On pense parfois à Zebda : même énergie, même croisement réussi entre rap, rock et musique plus traditionnelle (arabe, orientale, franchouillarde), même va-et-vient entre humour, réalisme poétique et dénonciation politique - avec juste un peu plus de radicalité dans le propos : au MAP, on appelle un chat un chat, un SDF un SDF et un précaire un précaire, on évoque sans fausse pudeur l’islamophobie et le passé colonial de la France, on « accuse l’école de cultiver l’ignorance » sur ce passé, et on tape sans retenue sur « la gauche-caviar, maffieuse, paternaliste et vicieuse » ou sur des policiers qui « nous prennent pour des cobayes » et « se prennent pour des cowboys ».

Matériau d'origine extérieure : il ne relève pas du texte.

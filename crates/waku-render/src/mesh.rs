// SPDX-License-Identifier: CEPL-1.0
use bytemuck::{Pod, Zeroable};
use std::collections::HashMap;
use std::hash::{Hash, Hasher};

/// Vertex layout consumed by the pipeline: locations 0, 1, 2.
#[repr(C)]
#[derive(Clone, Copy, Debug, Default, PartialEq, Pod, Zeroable)]
pub struct Vertex {
    pub pos: [f32; 3],
    pub color: [f32; 3],
    pub uv: [f32; 2],
}

impl Vertex {
    pub const fn new(pos: [f32; 3], color: [f32; 3], uv: [f32; 2]) -> Self {
        Self { pos, color, uv }
    }

    pub fn key(&self) -> VertexKey {
        VertexKey::from(self)
    }
}

/// Dedup key for a [`Vertex`].
///
/// Two keys are equal iff every component has the same bit pattern, so
/// `0.0` and `-0.0` are distinct and a NaN matches the identical NaN.
/// This is an equivalence relation, unlike float `==`.
///
/// The hash feeds the eight component bit patterns to the hasher in field
/// order: position xyz, color rgb, uv. Equal keys always hash equal.
#[derive(Clone, Copy, Debug, PartialEq, Eq)]
pub struct VertexKey {
    bits: [u32; 8],
}

impl From<&Vertex> for VertexKey {
    fn from(v: &Vertex) -> Self {
        let [px, py, pz] = v.pos;
        let [r, g, b] = v.color;
        let [u, w] = v.uv;
        Self {
            bits: [px, py, pz, r, g, b, u, w].map(f32::to_bits),
        }
    }
}

impl Hash for VertexKey {
    fn hash<H: Hasher>(&self, state: &mut H) {
        for b in self.bits {
            state.write_u32(b);
        }
    }
}

/// Indexed triangle mesh with no repeated vertex.
#[derive(Clone, Debug, Default, PartialEq)]
pub struct MeshData {
    pub vertices: Vec<Vertex>,
    pub indices: Vec<u32>,
}

impl MeshData {
    /// Build from vertices in face traversal order. Each input vertex
    /// contributes exactly one index; the vertex list keeps first
    /// occurrences only.
    pub fn from_face_vertices<I>(face_vertices: I) -> Self
    where
        I: IntoIterator<Item = Vertex>,
    {
        let iter = face_vertices.into_iter();
        let mut seen: HashMap<VertexKey, u32> = HashMap::with_capacity(iter.size_hint().0);
        let mut mesh = MeshData::default();

        for v in iter {
            let idx = *seen.entry(v.key()).or_insert_with(|| {
                mesh.vertices.push(v);
                (mesh.vertices.len() - 1) as u32
            });
            mesh.indices.push(idx);
        }
        mesh
    }

    pub fn index_count(&self) -> u32 {
        self.indices.len() as u32
    }

    pub fn is_empty(&self) -> bool {
        self.indices.is_empty()
    }
}
// SPDX-License-Identifier: CEPL-1.0
#![deny(unsafe_op_in_unsafe_fn)]

use anyhow::{Context, Result};
use ash::vk;
use raw_window_handle::{HasDisplayHandle, HasWindowHandle};
use tracing::{debug, info};
use waku_render::{
    FrameStatus, PresentModePref, RenderConfig, RenderSize, Renderer, SceneAssets, ShaderSet,
    UniformData, WindowHost,
};

pub mod commands;
pub mod device;
pub mod error;
pub mod frame;
pub mod pipeline;
pub mod swapchain;
mod unwind;
pub mod upload;

pub use error::RenderError;
pub use frame::{AcquireOutcome, FrameDriver, FrameEngine, PresentOutcome, SlotPhase, TickOutcome};

use commands::{record_draw, DrawInputs};
use device::Gpu;
use frame::FrameSlots;
use pipeline::{builtin_shaders, create_descriptor_set_layout, PipelineBundle};
use swapchain::{recreate, SwapchainBundle, SwapchainLifecycle};
use unwind::Unwind;
use upload::{create_texture_sampler, GpuBuffer, GpuImage, Uploader};

pub struct VkRenderer {
    engine: FrameEngine,
    state: GpuState,
}

/// Every Vulkan object the renderer owns, in roughly creation order.
struct GpuState {
    gpu: Gpu,
    present_mode: PresentModePref,
    clear_color: [f32; 4],
    shaders: ShaderSet,

    set_layout: vk::DescriptorSetLayout,
    cmd_pool: vk::CommandPool,

    vertex_buffer: GpuBuffer,
    index_buffer: GpuBuffer,
    index_count: u32,
    texture: GpuImage,
    sampler: vk::Sampler,

    // None only between destroy and create during a rebuild.
    swapchain: Option<SwapchainBundle>,
    pipeline: PipelineBundle,
    frames: FrameSlots,
}

/// Scene shaders first, then whatever build.rs compiled in.
fn resolve_shaders(scene: &SceneAssets) -> Result<ShaderSet, RenderError> {
    scene
        .shaders
        .clone()
        .or_else(builtin_shaders)
        .ok_or(RenderError::NoShaders)
}

/// Swapchain, a pipeline for its format, and framebuffers for both. On
/// error nothing made here survives.
unsafe fn create_presentation(
    gpu: &Gpu,
    size: RenderSize,
    present_mode: PresentModePref,
    shaders: &ShaderSet,
    set_layout: vk::DescriptorSetLayout,
) -> Result<(SwapchainBundle, PipelineBundle)> {
    let mut swapchain = unsafe { SwapchainBundle::create(gpu, size, present_mode) }?;
    let built = unsafe {
        PipelineBundle::create(
            &gpu.device,
            shaders,
            swapchain.format.format,
            gpu.depth_format,
            set_layout,
        )
    };
    let pipeline = match built {
        Ok(p) => p,
        Err(e) => {
            unsafe { swapchain.destroy(gpu) };
            return Err(e);
        }
    };
    if let Err(e) = unsafe { swapchain.create_framebuffers(&gpu.device, pipeline.render_pass) } {
        unsafe {
            swapchain.destroy(gpu);
            pipeline.destroy(&gpu.device);
        }
        return Err(e);
    }
    Ok((swapchain, pipeline))
}

impl GpuState {
    // STRICT ORDER:
    // 1) device
    // 2) descriptor layout + command pool
    // 3) static uploads (vertex, index, texture) + sampler
    // 4) frame slots, which reference the texture and sampler
    // 5) swapchain, then the pipeline for its format, then framebuffers
    // A failure at any step destroys everything made before it, device last.
    unsafe fn new(
        window: &dyn HasWindowHandle,
        display: &dyn HasDisplayHandle,
        size: RenderSize,
        cfg: &RenderConfig,
        scene: &SceneAssets,
    ) -> Result<Self> {
        let shaders = resolve_shaders(scene)?;
        let gpu = unsafe { Gpu::new(window, display, cfg) }?;
        let mut guard = Unwind::new(&gpu);
        guard.push(|g: &Gpu| unsafe { g.destroy() });
        let device = &gpu.device;

        let set_layout = unsafe { create_descriptor_set_layout(device) }?;
        guard.push(move |g: &Gpu| unsafe { g.device.destroy_descriptor_set_layout(set_layout, None) });
        let pool_ci = vk::CommandPoolCreateInfo {
            s_type: vk::StructureType::COMMAND_POOL_CREATE_INFO,
            flags: vk::CommandPoolCreateFlags::RESET_COMMAND_BUFFER,
            queue_family_index: gpu.families.graphics,
            ..Default::default()
        };
        let cmd_pool =
            unsafe { device.create_command_pool(&pool_ci, None) }.context("create_command_pool")?;
        guard.push(move |g: &Gpu| unsafe { g.device.destroy_command_pool(cmd_pool, None) });

        let mem_props = gpu.memory_properties();
        let uploader = Uploader::new(device, mem_props, gpu.graphics_queue, cmd_pool);
        let vertex_buffer = unsafe {
            uploader.upload_buffer(
                bytemuck::cast_slice(&scene.mesh.vertices),
                vk::BufferUsageFlags::VERTEX_BUFFER,
            )
        }
        .context("vertex buffer")?;
        guard.push(move |g: &Gpu| unsafe { vertex_buffer.destroy(&g.device) });
        let index_buffer = unsafe {
            uploader.upload_buffer(
                bytemuck::cast_slice(&scene.mesh.indices),
                vk::BufferUsageFlags::INDEX_BUFFER,
            )
        }
        .context("index buffer")?;
        guard.push(move |g: &Gpu| unsafe { index_buffer.destroy(&g.device) });
        let texture = unsafe { uploader.upload_texture(&scene.texture) }.context("texture")?;
        guard.push(move |g: &Gpu| unsafe { texture.destroy(&g.device) });
        let sampler = unsafe { create_texture_sampler(device, gpu.max_anisotropy) }?;
        guard.push(move |g: &Gpu| unsafe { g.device.destroy_sampler(sampler, None) });
        info!(
            "uploaded {} vertices, {} indices, {}x{} texture",
            scene.mesh.vertices.len(),
            scene.mesh.indices.len(),
            scene.texture.width,
            scene.texture.height
        );

        let mut frames = unsafe {
            FrameSlots::create(
                device,
                &mem_props,
                cmd_pool,
                set_layout,
                texture.view,
                sampler,
                cfg.slot_count(),
            )
        }?;
        let presentation =
            unsafe { create_presentation(&gpu, size, cfg.present_mode, &shaders, set_layout) };
        let (swapchain, pipeline) = match presentation {
            Ok(p) => p,
            Err(e) => {
                unsafe { frames.destroy(device) };
                return Err(e);
            }
        };

        guard.disarm();
        Ok(Self {
            gpu,
            present_mode: cfg.present_mode,
            clear_color: cfg.clear_color,
            shaders,
            set_layout,
            cmd_pool,
            vertex_buffer,
            index_buffer,
            index_count: scene.mesh.index_count(),
            texture,
            sampler,
            swapchain: Some(swapchain),
            pipeline,
            frames,
        })
    }

    fn swapchain(&self) -> Result<&SwapchainBundle> {
        self.swapchain
            .as_ref()
            .context("swapchain missing after a failed rebuild")
    }
}

impl SwapchainLifecycle for GpuState {
    fn wait_device_idle(&mut self) -> Result<()> {
        unsafe { self.gpu.device.device_wait_idle() }.context("device_wait_idle")
    }

    fn destroy_swapchain(&mut self) {
        if let Some(mut sc) = self.swapchain.take() {
            unsafe { sc.destroy(&self.gpu) };
        }
    }

    fn create_swapchain(&mut self, window: RenderSize) -> Result<()> {
        let mut sc = unsafe { SwapchainBundle::create(&self.gpu, window, self.present_mode) }?;

        // Format changes are rare (monitor moves); plain resizes keep the pipeline.
        if sc.format.format != self.pipeline.color_format {
            info!(
                "surface format {:?} -> {:?}, rebuilding pipeline",
                self.pipeline.color_format, sc.format.format
            );
            let built = unsafe {
                PipelineBundle::create(
                    &self.gpu.device,
                    &self.shaders,
                    sc.format.format,
                    self.gpu.depth_format,
                    self.set_layout,
                )
            };
            match built {
                Ok(p) => {
                    let old = std::mem::replace(&mut self.pipeline, p);
                    unsafe { old.destroy(&self.gpu.device) };
                }
                Err(e) => {
                    unsafe { sc.destroy(&self.gpu) };
                    return Err(e);
                }
            }
        }

        if let Err(e) = unsafe { sc.create_framebuffers(&self.gpu.device, self.pipeline.render_pass) }
        {
            unsafe { sc.destroy(&self.gpu) };
            return Err(e);
        }
        self.swapchain = Some(sc);
        Ok(())
    }
}

impl FrameDriver for GpuState {
    fn wait_for_slot(&mut self, slot: usize) -> Result<()> {
        let fence = self.frames.slots[slot].in_flight;
        unsafe { self.gpu.device.wait_for_fences(&[fence], true, u64::MAX) }
            .context("wait_for_fences")
    }

    fn acquire_image(&mut self, slot: usize) -> Result<AcquireOutcome> {
        let sc = self.swapchain()?.swapchain;
        let sem = self.frames.slots[slot].image_acquired;
        let res = unsafe {
            self.gpu
                .swapchain_loader
                .acquire_next_image(sc, u64::MAX, sem, vk::Fence::null())
        };
        match res {
            Ok((image_index, suboptimal)) => Ok(AcquireOutcome::Ready {
                image_index,
                suboptimal,
            }),
            Err(vk::Result::ERROR_OUT_OF_DATE_KHR) => Ok(AcquireOutcome::OutOfDate),
            Err(e) => Err(e).context("acquire_next_image"),
        }
    }

    fn reset_slot_fence(&mut self, slot: usize) -> Result<()> {
        let fence = self.frames.slots[slot].in_flight;
        unsafe { self.gpu.device.reset_fences(&[fence]) }.context("reset_fences")
    }

    fn record_commands(&mut self, slot: usize, image_index: u32) -> Result<()> {
        let sc = self.swapchain()?;
        let framebuffer = *sc
            .framebuffers
            .get(image_index as usize)
            .context("acquired image has no framebuffer")?;
        let f = &self.frames.slots[slot];
        let draw = DrawInputs {
            render_pass: self.pipeline.render_pass,
            framebuffer,
            extent: sc.extent,
            pipeline: self.pipeline.pipeline,
            layout: self.pipeline.layout,
            vertex_buffer: self.vertex_buffer.buffer,
            index_buffer: self.index_buffer.buffer,
            index_count: self.index_count,
            descriptor_set: f.descriptor_set,
            clear_color: self.clear_color,
        };
        unsafe { record_draw(&self.gpu.device, f.cmd, &draw) }
    }

    fn write_uniforms(&mut self, slot: usize, data: &UniformData) -> Result<()> {
        self.frames.slots[slot].write_uniforms(data);
        Ok(())
    }

    fn submit(&mut self, slot: usize) -> Result<()> {
        let f = &self.frames.slots[slot];
        let wait_stage = vk::PipelineStageFlags::COLOR_ATTACHMENT_OUTPUT;
        let info = vk::SubmitInfo {
            s_type: vk::StructureType::SUBMIT_INFO,
            wait_semaphore_count: 1,
            p_wait_semaphores: &f.image_acquired,
            p_wait_dst_stage_mask: &wait_stage,
            command_buffer_count: 1,
            p_command_buffers: &f.cmd,
            signal_semaphore_count: 1,
            p_signal_semaphores: &f.render_finished,
            ..Default::default()
        };
        unsafe {
            self.gpu.device.queue_submit(
                self.gpu.graphics_queue,
                std::slice::from_ref(&info),
                f.in_flight,
            )
        }
        .context("queue_submit")
    }

    fn present(&mut self, slot: usize, image_index: u32) -> Result<PresentOutcome> {
        let sc = self.swapchain()?.swapchain;
        let f = &self.frames.slots[slot];
        let info = vk::PresentInfoKHR {
            s_type: vk::StructureType::PRESENT_INFO_KHR,
            wait_semaphore_count: 1,
            p_wait_semaphores: &f.render_finished,
            swapchain_count: 1,
            p_swapchains: &sc,
            p_image_indices: &image_index,
            ..Default::default()
        };
        let res = unsafe {
            self.gpu
                .swapchain_loader
                .queue_present(self.gpu.present_queue, &info)
        };
        match res {
            Ok(false) => Ok(PresentOutcome::Presented),
            Ok(true) => Ok(PresentOutcome::Suboptimal),
            Err(vk::Result::ERROR_OUT_OF_DATE_KHR) => Ok(PresentOutcome::OutOfDate),
            Err(e) => Err(e).context("queue_present"),
        }
    }

    fn rebuild_swapchain(&mut self, host: &mut dyn WindowHost) -> Result<()> {
        recreate(self, host)?;
        Ok(())
    }
}

// STRICT TEARDOWN ORDER:
// 1) device idle
// 2) frame slots (sync objects, uniform buffers, descriptor pool)
// 3) pipeline + render pass
// 4) swapchain (framebuffers, depth, views)
// 5) static buffers, texture, sampler
// 6) descriptor layout, command pool
// 7) device, surface, messenger, instance
impl Drop for GpuState {
    fn drop(&mut self) {
        unsafe {
            let d = &self.gpu.device;
            d.device_wait_idle().ok();

            self.frames.destroy(d);
            self.pipeline.destroy(d);
            if let Some(mut sc) = self.swapchain.take() {
                sc.destroy(&self.gpu);
            }

            self.index_buffer.destroy(d);
            self.vertex_buffer.destroy(d);
            self.texture.destroy(d);
            d.destroy_sampler(self.sampler, None);
            d.destroy_descriptor_set_layout(self.set_layout, None);
            d.destroy_command_pool(self.cmd_pool, None);

            self.gpu.destroy();
        }
        debug!("vulkan teardown complete");
    }
}

impl Renderer for VkRenderer {
    fn new(
        window: &dyn HasWindowHandle,
        display: &dyn HasDisplayHandle,
        size: RenderSize,
        cfg: &RenderConfig,
        scene: &SceneAssets,
    ) -> Result<Self> {
        let state = unsafe { GpuState::new(window, display, size, cfg, scene) }?;
        let engine = FrameEngine::new(cfg.slot_count());
        let extent = state.swapchain()?.extent;
        info!(
            "Vulkan renderer ready ({}x{}, {} frames in flight)",
            extent.width,
            extent.height,
            engine.slot_count()
        );
        Ok(Self { engine, state })
    }

    fn request_resize(&mut self) {
        self.engine.request_resize();
    }

    fn render(
        &mut self,
        host: &mut dyn WindowHost,
        uniforms: &UniformData,
    ) -> Result<FrameStatus> {
        let status = match self.engine.tick(&mut self.state, host, uniforms)? {
            TickOutcome::Presented => FrameStatus::Presented,
            TickOutcome::Skipped => FrameStatus::Skipped,
        };
        Ok(status)
    }

    fn extent(&self) -> RenderSize {
        self.state
            .swapchain
            .as_ref()
            .map(SwapchainBundle::render_size)
            .unwrap_or_default()
    }

    fn wait_idle(&mut self) -> Result<()> {
        self.state.wait_device_idle()
    }
}
impl FrameEngine {
    pub fn new(slot_count: usize) -> Self {
        Self {
            phases: vec![SlotPhase::Idle; slot_count.max(1)],
            current: 0,
            resize_requested: false,
        }
    }

    pub fn slot_count(&self) -> usize {
        self.phases.len()
    }

    /// Slot the next tick will use.
    pub fn current_slot(&self) -> usize {
        self.current
    }

    /// `None` past the last slot.
    pub fn phase(&self, slot: usize) -> Option<SlotPhase> {
        self.phases.get(slot).copied()
    }

    /// Rebuild after the next present, whatever present reports.
    pub fn request_resize(&mut self) {
        self.resize_requested = true;
    }

    #[cfg(test)]
    fn resize_pending(&self) -> bool {
        self.resize_requested
    }

    /// One full cycle on the current slot.
    ///
    /// The fence is reset only once an image is in hand. Resetting earlier
    /// and then bailing on an out-of-date acquire would leave a fence that
    /// no submission will ever signal, and the next wait on it would hang.
    pub fn tick<D>(
        &mut self,
        driver: &mut D,
        host: &mut dyn WindowHost,
        uniforms: &UniformData,
    ) -> Result<TickOutcome>
    where
        D: FrameDriver + ?Sized,
    {
        let slot = self.current;

        driver.wait_for_slot(slot)?;
        self.phases[slot] = SlotPhase::Acquiring;

        let (image_index, suboptimal) = match driver.acquire_image(slot)? {
            AcquireOutcome::Ready {
                image_index,
                suboptimal,
            } => (image_index, suboptimal),
            AcquireOutcome::OutOfDate => {
                info!("acquire: out of date, rebuilding (slot {slot})");
                self.resize_requested = false;
                driver.rebuild_swapchain(host)?;
                self.phases[slot] = SlotPhase::Idle;
                return Ok(TickOutcome::Skipped);
            }
        };

        self.phases[slot] = SlotPhase::Recording;
        driver.reset_slot_fence(slot)?;
        driver.record_commands(slot, image_index)?;
        driver.write_uniforms(slot, uniforms)?;

        self.phases[slot] = SlotPhase::Submitted;
        driver.submit(slot)?;

        self.phases[slot] = SlotPhase::Presenting;
        let presented = driver.present(slot, image_index)?;

        let resized = std::mem::take(&mut self.resize_requested);
        if suboptimal || resized || presented != PresentOutcome::Presented {
            debug!(
                "rebuild after present: acquire_suboptimal={suboptimal} present={presented:?} resized={resized}"
            );
            driver.rebuild_swapchain(host)?;
        }

        self.phases[slot] = SlotPhase::Idle;
        self.current = (slot + 1) % self.phases.len();
        Ok(TickOutcome::Presented)
    }
}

On pense aussi aux premiers albums de Renaud, à cause de l’accordéon bien sûr, mais aussi de la verve comique de Fallait pas nous inviter ou de Donnez nous du vrai, pamphlet hilarant sur les « chanteurs en bois et en plastique » qui envahissent les ondes radio. On pense à Renaud, aussi, pour le réjouissant Lillo, qui est l’équivalent ch’nordique d’Amoureux de Paname, et le génial Elle est belle la France, qui est l’équivalent basané d’Hexagone : un réquisitoire à peu près exhaustif sur la France de 2006 telle que peuvent la percevoir des enfants d’immigrés arabes qui ont eu la bonne idée d’oublier leur obligation de réserve, de gratitude et de bouffonnerie. Cette France, comment dire, ils ne l’aiment pas beaucoup - mais n’en déplaise encore à Sarko, ils ne la quitteront pas.
Ailleurs, le registre est plus grave, voire mélancolique (Sherazade, sur Bagdad sous les bombes, et surtout Manich Mena, magnifique hymne à l’immigration). Ajoutez à cela En haut de l’affiche, une réécriture plutôt réussie de la célèbre chanson d’Aznavour, et vous aurez l’un des meilleurs disques en langue française paru ces dernières années.
Quant à la scène, nos lascars y sont comme des poissons dans l’eau, moyennant quoi la conclusion s’impose vite : allez-y ! Guettez leur passage, achetez leur disque !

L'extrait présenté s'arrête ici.